Work out how many lines in the entries below include the word "CameraBreakdown". Give nothing but the number.

→ **Collected data**:
· · ·

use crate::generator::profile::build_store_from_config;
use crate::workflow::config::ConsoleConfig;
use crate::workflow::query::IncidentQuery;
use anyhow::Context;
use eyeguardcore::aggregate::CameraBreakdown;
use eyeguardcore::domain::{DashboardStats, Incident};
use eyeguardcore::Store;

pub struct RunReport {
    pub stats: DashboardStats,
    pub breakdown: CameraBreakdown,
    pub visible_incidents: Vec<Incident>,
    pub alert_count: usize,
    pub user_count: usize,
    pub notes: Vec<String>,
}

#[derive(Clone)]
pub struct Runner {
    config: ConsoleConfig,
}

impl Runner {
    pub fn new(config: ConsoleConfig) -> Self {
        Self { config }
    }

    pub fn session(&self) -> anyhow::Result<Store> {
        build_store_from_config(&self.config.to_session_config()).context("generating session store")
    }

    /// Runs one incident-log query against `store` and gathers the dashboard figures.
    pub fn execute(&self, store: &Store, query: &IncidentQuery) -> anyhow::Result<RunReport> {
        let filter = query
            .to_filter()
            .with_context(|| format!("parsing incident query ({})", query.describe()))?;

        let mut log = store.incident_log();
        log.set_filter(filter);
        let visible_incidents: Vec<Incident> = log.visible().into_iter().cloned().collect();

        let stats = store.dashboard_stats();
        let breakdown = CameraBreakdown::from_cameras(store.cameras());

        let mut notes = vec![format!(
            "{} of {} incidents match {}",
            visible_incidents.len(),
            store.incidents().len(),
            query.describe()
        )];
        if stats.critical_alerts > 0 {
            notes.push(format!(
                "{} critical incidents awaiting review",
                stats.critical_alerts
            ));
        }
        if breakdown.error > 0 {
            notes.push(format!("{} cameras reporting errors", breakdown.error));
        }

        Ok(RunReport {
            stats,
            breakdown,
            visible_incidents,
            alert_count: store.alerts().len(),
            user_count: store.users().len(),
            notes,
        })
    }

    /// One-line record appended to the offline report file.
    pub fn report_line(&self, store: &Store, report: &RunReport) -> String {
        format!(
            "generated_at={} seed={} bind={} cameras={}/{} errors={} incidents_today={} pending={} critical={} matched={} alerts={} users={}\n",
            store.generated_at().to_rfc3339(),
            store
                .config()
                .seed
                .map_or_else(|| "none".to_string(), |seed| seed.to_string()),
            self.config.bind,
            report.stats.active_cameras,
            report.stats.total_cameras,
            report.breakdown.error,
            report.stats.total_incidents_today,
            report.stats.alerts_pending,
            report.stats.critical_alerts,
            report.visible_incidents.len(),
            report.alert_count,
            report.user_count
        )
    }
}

· · ·

→ **TASK RESPONSE**: 3